Corriere della Sera, 12 marzo 2021

 

Voto a larga maggioranza del Parlamento per il rispetto dello stato di diritto. Un messaggio forte contro le discriminazioni in Polonia e Ungheria. Da ieri l'Unione europea è "zona di libertà Lgbtiq". Almeno così l'ha dichiarata il Parlamento Ue a larga maggioranza. Una dichiarazione simbolica che vuole essere una risposta politica forte a quanto sta accadendo in Polonia e Ungheria, dove le persone lesbiche, gay, bisessuali, transgender, non binarie, intersessuali e queer (Lgbtiq) vengono discriminate e le pressioni di Bruxelles per il rispetto dello Stato di diritto non stanno dando risultati.

Sono infatti passati due anni dalla creazione della prima "Lgbt Free Zone" in Polonia e ad oggi sono oltre 100 le regioni, contee e comuni che hanno adottato risoluzioni simili. In Ungheria la situazione non va meglio. In novembre la città di Nagykáta ha adottato una risoluzione che vieta la "diffusione e la promozione della propaganda Lgbtiq" e il Parlamento ungherese ha anche emendato la costituzione limitando i diritti delle persone Lgbtiq.
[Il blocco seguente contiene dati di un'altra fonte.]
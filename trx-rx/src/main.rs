//! trx receiver: audio datagrams in, audio device out

use std::process::ExitCode;
use std::sync::Arc;
use std::sync::atomic::{AtomicBool, Ordering};
use std::thread;

use clap::Parser;
use tokio::sync::oneshot;
use tracing::{info, warn};
use trx_common::audio::CpalSink;
use trx_common::codec::OpusDecoder;
use trx_common::net::UdpTransport;
use trx_common::{StartupError, TrxError, logging, sched};
use trx_rx::{Args, PlayoutDriver, PlayoutStats, RxConfig};

#[tokio::main(flavor = "current_thread")]
async fn main() -> ExitCode {
    let args = Args::parse();
    logging::init(args.verbose);

    let config = match RxConfig::try_from(args) {
        Ok(config) => config,
        Err(e) => return fail(&e.into()),
    };

    info!("rx {}", env!("CARGO_PKG_VERSION"));

    let shutdown = Arc::new(AtomicBool::new(false));
    let (done_tx, mut done_rx) = oneshot::channel();

    let loop_shutdown = shutdown.clone();
    let spawned = thread::Builder::new()
        .name("playout".into())
        .spawn(move || {
            let _ = done_tx.send(receive(config, &loop_shutdown));
        });
    let handle = match spawned {
        Ok(handle) => handle,
        Err(e) => {
            eprintln!("rx: failed to start playout thread: {}", e);
            return ExitCode::FAILURE;
        }
    };

    let result = tokio::select! {
        result = &mut done_rx => result,
        _ = shutdown_signal() => {
            info!("shutting down");
            shutdown.store(true, Ordering::Relaxed);
            (&mut done_rx).await
        }
    };
    let _ = handle.join();

    match result {
        Ok(Ok(_)) => ExitCode::SUCCESS,
        Ok(Err(e)) => fail(&e),
        Err(_) => {
            eprintln!("rx: playout thread exited unexpectedly");
            ExitCode::FAILURE
        }
    }
}

/// Open everything, enter realtime scheduling, and play until told to stop
fn receive(config: RxConfig, shutdown: &AtomicBool) -> Result<PlayoutStats, TrxError> {
    let transport = UdpTransport::bind(config.listen)?;
    let decoder = OpusDecoder::new(&config.audio).map_err(StartupError::from)?;
    let sink = CpalSink::open(&config.audio)?;

    info!(
        listen = %config.listen,
        device = %config.audio.device,
        rate = config.audio.rate,
        channels = config.audio.channels,
        frame = config.audio.frame,
        payload = config.audio.payload_len(),
        "receiving"
    );

    sched::go_realtime(config.priority)?;

    let mut driver = PlayoutDriver::new(config.playout(), transport, decoder, sink);
    let result = driver.run(shutdown);

    let stats = driver.stats();
    let ingest = driver.ingest_stats();
    info!(
        cycles = stats.cycles,
        played = stats.played,
        concealed = stats.concealed,
        short_writes = stats.short_writes,
        recovered = stats.recovered,
        "playout finished"
    );
    info!(
        received = ingest.received,
        accepted = ingest.accepted,
        restarts = ingest.restarts,
        malformed = ingest.malformed,
        late = ingest.late,
        early = ingest.early,
        duplicate = ingest.duplicate,
        "network"
    );

    result
}

/// Report a fatal error naming the failing subsystem
fn fail(e: &TrxError) -> ExitCode {
    eprintln!("rx: {} failed: {}", e.subsystem(), e);
    ExitCode::FAILURE
}

/// Wait for SIGINT or SIGTERM
async fn shutdown_signal() {
    #[cfg(unix)]
    {
        use tokio::signal::unix::{SignalKind, signal};

        let (mut sigterm, mut sigint) =
            match (signal(SignalKind::terminate()), signal(SignalKind::interrupt())) {
                (Ok(sigterm), Ok(sigint)) => (sigterm, sigint),
                (Err(e), _) | (_, Err(e)) => {
                    warn!("failed to install signal handlers: {}", e);
                    return std::future::pending().await;
                }
            };

        tokio::select! {
            _ = sigterm.recv() => {},
            _ = sigint.recv() => {},
        }
    }

    #[cfg(not(unix))]
    {
        if let Err(e) = tokio::signal::ctrl_c().await {
            warn!("failed to listen for ctrl-c: {}", e);
            std::future::pending::<()>().await;
        }
    }
}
Gli eurodeputati hanno chiesto alla Commissione di usare tutti gli strumenti a sua disposizione per far rispettare lo Stato di diritto, incluse le procedure di infrazione, l'attivazione dell'articolo 7 del trattato Ue e la nuova clausola che protegge il bilancio dell'Ue (ma la cui applicazione è stata rimandata a più avanti). Il punto è che finora non ci sono stati progressi, ci sono due Paesi che si stanno allontanando volontariamente dai valori fondanti l'Ue: non solo nel mancato riconoscimento dei diritti delle persone Lgbtiq, ma anche di quelli delle donne (la Polonia ha vietato l'aborto), della libertà d'informazione, dell'indipendenza della magistratura. Non riuscire a far rispettare lo Stato di diritto restando impantanati nei meandri delle regole vuol dire accettare che esistono cittadini europei di serie A e di serie B. A maggio si apre la Conferenza sul futuro dell'Europa. Non inizia sotto i migliori auspici, ma sarà l'occasione per la società civile per obbligare istituzioni e Stati membri ad ascoltare la propria agenda e a chiedere cambiamenti sostanziali.